Preaching the opposite of what the Bible teaches

On Sunday most preaching on the Widow’s Mite will preach the opposite of what Jesus in the Bible is actually teaching.

On Sunday many men (and women) in long robes (and even those who deprecate robes and instead wear expensive suits or hip-pastor jeans with designs and crosses on the back pockets) will get up and preach on this Sunday’s Gospel reading, the Widow’s Mite (Mark 12:38-44), and preach the exact opposite of what the text intends. Some will quote Mother Teresa of Calcutta, others, Saint Thérèse of Lisieux, using smooth words that it’s not the amount you give but the cost to you, or about the value of doing little things with big love. Let’s put money on it (2 mites? λεπτόν lepton) that this is the majority interpretation of the Widow’s Mite text.

And wrong!

These preachers, who like to walk around in long robes (and those who disparage robe-wearers), and to be greeted with respect, and to have the best seats, and places of honour at banquets, and for the sake of appearance say long prayers, will stand up and praise the widow and encourage the giving even out of your poverty to give everything you have, all you have to live on. And mostly to keep the building pretty, and to pay the preacher….

When you actually examine the text, Jesus is saying the opposite!
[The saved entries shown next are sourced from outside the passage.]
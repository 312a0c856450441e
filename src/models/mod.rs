pub mod booking;
pub mod schedule;
pub mod service;
pub mod shop;
pub mod staff;

pub use booking::{Booking, BookingStatus, Interval, PaymentStatus};
pub use schedule::{AvailabilityWindow, BusinessHours, DayOfWeek, StaffAvailability, TimeWindow};
pub use service::{Service, ServiceCategory};
pub use shop::{Shop, ShopSettings};
pub use staff::Staff;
Look at it – Jesus says:

Beware of the scribes, who like to walk around in long robes, and to be greeted with respect in the marketplaces, and to have the best seats in the synagogues and places of honour at banquets! They devour widows’ houses and for the sake of appearance say long prayers. They will receive the greater condemnation.

And then Jesus observes an example where this is clearly happening:

He sat down opposite the treasury, and watched the crowd putting money into the treasury. Many rich people put in large sums. A poor widow came and put in two small copper coins, which are worth a penny. Then he called his disciples and said to them, “Truly I tell you, this poor widow has put in more than all those who are contributing to the treasury. For all of them have contributed out of their abundance; but she out of her poverty has put in everything she had, all she had to live on.”
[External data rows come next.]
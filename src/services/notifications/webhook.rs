use anyhow::Context;
use async_trait::async_trait;

use super::{BookingEvent, Notifier};

/// POSTs each event as JSON to a configured URL.
pub struct WebhookNotifier {
    url: String,
    client: reqwest::Client,
}

impl WebhookNotifier {
    pub fn new(url: String) -> Self {
        Self {
            url,
            client: reqwest::Client::new(),
        }
    }
}

#[async_trait]
impl Notifier for WebhookNotifier {
    async fn notify(&self, event: &BookingEvent) -> anyhow::Result<()> {
        self.client
            .post(&self.url)
            .json(event)
            .send()
            .await
            .context("failed to send notification webhook")?
            .error_for_status()
            .context("notification webhook returned error")?;

        tracing::debug!(event = event.event.as_str(), booking_id = %event.booking_id, "webhook delivered");
        Ok(())
    }
}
He doesn’t praise the widow’s action. He observes what the preaching has done to her. And then, conveniently for the story-distorters, the lectionary editors sever the other bookend of this story, leaving it (in RCL) to the following Sunday (and for RCs that is removed altogether). But the story continues with the disciples shocked and spluttering in protest that surely this amazing, beautiful building is worth collecting for – even at the cost to the widow’s livelihood:

“Look, Teacher, what large stones and what large buildings!”

Jesus won’t be taken in. He says:

“Do you see these great buildings? Not one stone will be left here upon another; all will be thrown down.”

The First Testament story, 1 Kings 17:8-24, provides a much better frame – sharing resources. Even the Hebrews text (Hebrews 9:24-28) synchronously subverts the majority preaching, if only we pay attention:

Christ did not enter a sanctuary made by human hands

Let’s not invert it and turn Jesus’ teaching into an attack on robes or buildings. The God “who made heaven and earth, the sea, and all that is in them” (Psalm 146, Sunday’s psalm) is not averse to buildings (or robes) per se. But God “executes justice for the oppressed; and gives food to the hungry…The Lord lifts up those who are bowed down; the Lord loves the righteous.The Lord watches over the strangers; he upholds the orphan and the widow.”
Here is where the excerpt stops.